Financing for development: Facing new challenges
When Secretary-General Ban Ki-moon addressed the special high-level meeting on financing for development last month, he urged that the course charted for should be truly sustainable, equitable development. “The world is still reeling from the financial and economic crisis. The path to recovery has been slow, fragile and uneven. Rising debt levels, growing inequality and social exclusion are real concerns,” he stated.
Indeed, a lot has happened since the first UN International Conference on Financing for Development that took place in Monterrey, Mexico in March 2002. The conference resulted in the Monterrey Consensus, embracing main areas for financing for development including mobilizing domestic and international financial resources; international trade; increasing international financial and technical cooperation; external debt and addressing issues to enhance the coherence of the international monetary, financial and trading systems.

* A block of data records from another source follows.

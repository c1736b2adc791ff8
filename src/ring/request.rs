//! Request ring: host-side producer and backend-side batch parser.
//!
//! The host appends length-prefixed frames at its tail and publishes the
//! tail (plus its check copy) for the backend to poll. The backend fetches
//! the region `[head, tail)` into a local mirror by RDMA read and parses it
//! here. Frames may wrap the ring boundary at any byte; the parser and the
//! producer are both wrap-aware.

use zerocopy::byteorder::little_endian::{U32, U64};
use zerocopy::{FromBytes, IntoBytes};

use super::layout;
use super::{ring_advance, ring_distance, ring_read, ring_write, DmaRegion, RingError, SplitRange};
use crate::constants::REQUEST_RING_BYTES;
use crate::wire::data::{ReqFrameHeader, FRAME_LEN_BYTES, READ_FRAME_BYTES, REQ_FRAME_HEADER_BYTES};
use std::sync::atomic::Ordering;

/// One request recovered from a fetched batch.
#[derive(Debug, Clone, Copy)]
pub struct ParsedRequest {
    pub header: ReqFrameHeader,
    pub is_read: bool,
    /// Write payload location in the request ring; `None` for reads.
    pub payload: Option<SplitRange>,
}

/// Parse `total` bytes of frames starting at `head` in the ring mirror.
///
/// The mirror holds ring data only (base offset 0) at the same offsets as
/// the remote ring, so ranges computed here address both identically.
pub fn parse_batch(
    mirror: &DmaRegion,
    cap: u32,
    head: u32,
    total: u32,
) -> Result<Vec<ParsedRequest>, RingError> {
    let mut out = Vec::new();
    let mut parsed = 0u32;
    let mut off = head;

    while parsed != total {
        if total - parsed < READ_FRAME_BYTES {
            return Err(RingError::MalformedFrame { offset: off });
        }

        let mut len_bytes = [0u8; FRAME_LEN_BYTES as usize];
        ring_read(mirror, 0, cap, off, &mut len_bytes);
        let frame_len = u32::from_le_bytes(len_bytes);
        if frame_len < READ_FRAME_BYTES || frame_len > total - parsed {
            return Err(RingError::MalformedFrame { offset: off });
        }

        let mut header_bytes = [0u8; REQ_FRAME_HEADER_BYTES as usize];
        ring_read(
            mirror,
            0,
            cap,
            ring_advance(off, FRAME_LEN_BYTES, cap),
            &mut header_bytes,
        );
        let header = ReqFrameHeader::read_from_bytes(&header_bytes)
            .map_err(|_| RingError::MalformedFrame { offset: off })?;

        let is_read = frame_len == READ_FRAME_BYTES;
        let payload = if is_read {
            None
        } else {
            if frame_len - READ_FRAME_BYTES != header.bytes.get() {
                return Err(RingError::MalformedFrame { offset: off });
            }
            Some(SplitRange::spanning(
                ring_advance(off, READ_FRAME_BYTES, cap),
                header.bytes.get(),
                cap,
            ))
        };

        out.push(ParsedRequest {
            header,
            is_read,
            payload,
        });
        parsed += frame_len;
        off = ring_advance(off, frame_len, cap);
    }

    Ok(out)
}

/// Byte range of the request ring to fetch given the polled tail.
///
/// Returns `None` when the ring is empty. A wrapped range is fetched by two
/// RDMA reads.
pub fn fetch_span(head: u32, tail: u32, cap: u32) -> Option<SplitRange> {
    if head == tail {
        return None;
    }
    Some(SplitRange::spanning(
        head,
        ring_distance(tail, head, cap),
        cap,
    ))
}

/// Host-side request producer over the shared DMA area.
///
/// Frames accumulate locally between [`publish`](Self::publish) calls, so a
/// burst of requests becomes a single producer publish that the backend
/// parses as one batch.
pub struct RequestProducer<'a> {
    area: &'a DmaRegion,
    cap: u32,
    tail: u32,
}

impl<'a> RequestProducer<'a> {
    pub fn new(area: &'a DmaRegion) -> Self {
        Self::resume(area, 0)
    }

    /// Rebuild a producer view at a previously saved tail.
    pub fn resume(area: &'a DmaRegion, tail: u32) -> Self {
        Self {
            area,
            cap: REQUEST_RING_BYTES,
            tail,
        }
    }

    /// Consumed head as last written back by the backend.
    fn head(&self) -> u32 {
        self.area.atomic_u32(layout::REQ_HEAD).load(Ordering::Acquire)
    }

    /// Bytes available for new frames.
    ///
    /// One byte of slack distinguishes a full ring from an empty one.
    pub fn free_bytes(&self) -> u32 {
        self.cap - 1 - ring_distance(self.tail, self.head(), self.cap)
    }

    fn push_frame(&mut self, header: &ReqFrameHeader, payload: &[u8]) -> Result<(), RingError> {
        let frame_len = READ_FRAME_BYTES + payload.len() as u32;
        if frame_len > self.cap - 1 {
            return Err(RingError::OversizedRequest {
                bytes: payload.len() as u32,
            });
        }
        let free = self.free_bytes();
        if frame_len > free {
            return Err(RingError::Full {
                need: frame_len,
                free,
            });
        }

        let base = layout::REQ_DATA;
        ring_write(self.area, base, self.cap, self.tail, &frame_len.to_le_bytes());
        ring_write(
            self.area,
            base,
            self.cap,
            ring_advance(self.tail, FRAME_LEN_BYTES, self.cap),
            header.as_bytes(),
        );
        if !payload.is_empty() {
            ring_write(
                self.area,
                base,
                self.cap,
                ring_advance(self.tail, READ_FRAME_BYTES, self.cap),
                payload,
            );
        }
        self.tail = ring_advance(self.tail, frame_len, self.cap);
        Ok(())
    }

    /// Append a read request frame.
    pub fn push_read(
        &mut self,
        request_id: u64,
        file_id: u32,
        offset: u64,
        bytes: u32,
    ) -> Result<(), RingError> {
        let header = ReqFrameHeader {
            request_id: U64::new(request_id),
            file_id: U32::new(file_id),
            offset: U64::new(offset),
            bytes: U32::new(bytes),
            flags: U32::new(0),
        };
        self.push_frame(&header, &[])
    }

    /// Append a write request frame carrying `payload`.
    pub fn push_write(
        &mut self,
        request_id: u64,
        file_id: u32,
        offset: u64,
        payload: &[u8],
    ) -> Result<(), RingError> {
        let header = ReqFrameHeader {
            request_id: U64::new(request_id),
            file_id: U32::new(file_id),
            offset: U64::new(offset),
            bytes: U32::new(payload.len() as u32),
            flags: U32::new(0),
        };
        self.push_frame(&header, payload)
    }

    /// Publish the tail to the backend: the tail word first, then its check
    /// copy. A remote read that lands between the two stores sees them
    /// disagree and re-polls.
    pub fn publish(&self) {
        self.area
            .atomic_u32(layout::REQ_TAIL)
            .store(self.tail, Ordering::Release);
        self.area
            .atomic_u32(layout::REQ_TAIL_CHECK)
            .store(self.tail, Ordering::Release);
    }

    pub fn tail(&self) -> u32 {
        self.tail
    }
}

#[cfg(test)]
mod tests {
    use super::*;
    use crate::constants::DMA_AREA_BYTES;

    fn mirror_from_area(area: &DmaRegion) -> DmaRegion {
        let cap = REQUEST_RING_BYTES as usize;
        let mirror = DmaRegion::alloc(cap);
        let mut buf = vec![0u8; cap];
        area.read_at(layout::REQ_DATA, &mut buf);
        mirror.write_at(0, &buf);
        mirror
    }

    #[test]
    fn test_produce_parse_round_trip() {
        let area = DmaRegion::alloc(DMA_AREA_BYTES);
        let mut producer = RequestProducer::new(&area);

        producer.push_write(1, 7, 0, &[0xAB; 1024]).unwrap();
        producer.push_read(2, 7, 0, 1024).unwrap();
        producer.push_write(3, 9, 4096, &[0xCD; 2048]).unwrap();
        producer.push_read(4, 9, 4096, 512).unwrap();
        producer.publish();

        let tail = area.atomic_u32(layout::REQ_TAIL).load(Ordering::Acquire);
        let check = area
            .atomic_u32(layout::REQ_TAIL_CHECK)
            .load(Ordering::Acquire);
        assert_eq!(tail, check);

        let mirror = mirror_from_area(&area);
        let span = fetch_span(0, tail, REQUEST_RING_BYTES).unwrap();
        let batch = parse_batch(&mirror, REQUEST_RING_BYTES, 0, span.total()).unwrap();

        assert_eq!(batch.len(), 4);
        assert_eq!(batch[0].header.request_id.get(), 1);
        assert!(!batch[0].is_read);
        assert_eq!(batch[0].payload.unwrap().total(), 1024);
        assert_eq!(batch[1].header.request_id.get(), 2);
        assert!(batch[1].is_read);
        assert_eq!(batch[1].header.bytes.get(), 1024);
        assert_eq!(batch[2].header.offset.get(), 4096);
        assert_eq!(batch[3].header.bytes.get(), 512);
    }

    #[test]
    fn test_frame_spanning_wrap_parses_identically() {
        let cap = REQUEST_RING_BYTES;
        let area = DmaRegion::alloc(DMA_AREA_BYTES);
        let mut producer = RequestProducer::new(&area);

        // Walk the tail close to the boundary so the next frame wraps.
        let filler = vec![0u8; 4000];
        let mut pushed = 0u32;
        while cap - producer.tail() > 8192 {
            producer.push_write(100 + pushed as u64, 1, 0, &filler).unwrap();
            pushed += 1;
        }
        // Pretend the backend consumed everything so far.
        area.atomic_u32(layout::REQ_HEAD)
            .store(producer.tail(), Ordering::Release);
        let head = producer.tail();

        let payload: Vec<u8> = (0..16384u32).map(|i| i as u8).collect();
        producer.push_write(777, 3, 128, &payload).unwrap();
        producer.publish();

        let mirror = mirror_from_area(&area);
        let tail = producer.tail();
        let span = fetch_span(head, tail, cap).unwrap();
        assert!(span.is_split());

        let batch = parse_batch(&mirror, cap, head, span.total()).unwrap();
        assert_eq!(batch.len(), 1);
        let req = &batch[0];
        assert_eq!(req.header.request_id.get(), 777);
        assert_eq!(req.header.bytes.get(), 16384);

        // The payload range round-trips through the wrap.
        let range = req.payload.unwrap();
        let mut got = vec![0u8; range.total() as usize];
        ring_read(&mirror, 0, cap, range.first_off, &mut got);
        assert_eq!(got, payload);
    }

    #[test]
    fn test_producer_full() {
        let area = DmaRegion::alloc(DMA_AREA_BYTES);
        let mut producer = RequestProducer::new(&area);

        let big = vec![0u8; (REQUEST_RING_BYTES / 2) as usize];
        producer.push_write(1, 1, 0, &big).unwrap();
        let err = producer.push_write(2, 1, 0, &big).unwrap_err();
        assert!(matches!(err, RingError::Full { .. }));

        let huge = vec![0u8; REQUEST_RING_BYTES as usize];
        assert!(matches!(
            RequestProducer::new(&area).push_write(3, 1, 0, &huge),
            Err(RingError::OversizedRequest { .. })
        ));
    }

    #[test]
    fn test_parse_rejects_garbage() {
        let mirror = DmaRegion::alloc(REQUEST_RING_BYTES as usize);
        // A zero length field can never be a frame.
        assert!(parse_batch(&mirror, REQUEST_RING_BYTES, 0, 64).is_err());
    }

    #[test]
    fn test_fetch_span_empty() {
        assert!(fetch_span(42, 42, REQUEST_RING_BYTES).is_none());
    }
}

At the Doha Conference in Qatar in 2008, heads of state and government and high representatives reaffirmed their commitment to the Monterrey Consensus resulting in the Doha Declaration. They declared that “we once again commit ourselves to eradicate poverty, achieve sustainable development as we advance to a fully inclusive and equitable global economic system.”
In the Doha Declaration, the countries also recognized that “mobilizing financial resources for development and the effective use of all those resources are central to the global partnership for sustainable development, including the Millennium Development Goals (MDGs).”
Remaining challenges and solutions discussed
On 10-11 March of this year, the special high-level meeting of the Economic and Social Council (ECOSOC) with the Bretton Woods Institutions (BWIs), the World Trade Organization (WTO) and the UN Conference on Trade and Development (UNCTAD) addressed many of these issues including aid for trade, debt relief, the role of the UN system in global economic governance and new challenges in the wake of the global financial crisis.
The least developed countries were also considered and a number of policy proposals were presented to resolve the challenging issues at hand. In addition, matters facing middle-income countries were discussed and the Secretary-General stated accordingly, “it is the middle-income countries that, to date, have led the recovery. Their impressive performance follows decades of admirable efforts to diversify exports and gain higher market shares for high-technology goods.”
He continued, “Yet, despite notable reductions in poverty levels, many middle-income countries face rising inequality, the persistence of extreme poverty, and a lack of adequate social security systems. Further efforts are needed to improve safety nets and economic security.”
The Secretary-General also observed that while there have been advancements, many difficult challenges still remain. Success has been seen when it comes to reducing extreme poverty, improving school enrolment and child health, reducing child mortality and enhancing access to preventive care of a number of tropical diseases. However, progress on the MDGs has been uneven. There have been slow improvements towards reaching full and productive employment and decent work for all, in advancing gender equality and in improving maternal and reproductive health.
Regarding the global partnership for development, the reviews found major gaps in the delivery of international development cooperation commitments, including aid levels and effectiveness, conclusion of the Doha Round of multilateral trade negotiations, debt relief and resolution mechanisms.
Planning for the future
The global efforts within financing for development is an ongoing and continuous process and as the Secretary-General concluded in his statement to the special high-level ECOSOC meeting, “in a volatile and changing world, we must not disappoint the many millions of people who look to us, and our organization, for help and reassurance. Let us respond to the full spectrum of their aspirations – economic, social, environmental and democratic. Let us listen to their voices, today and tomorrow”.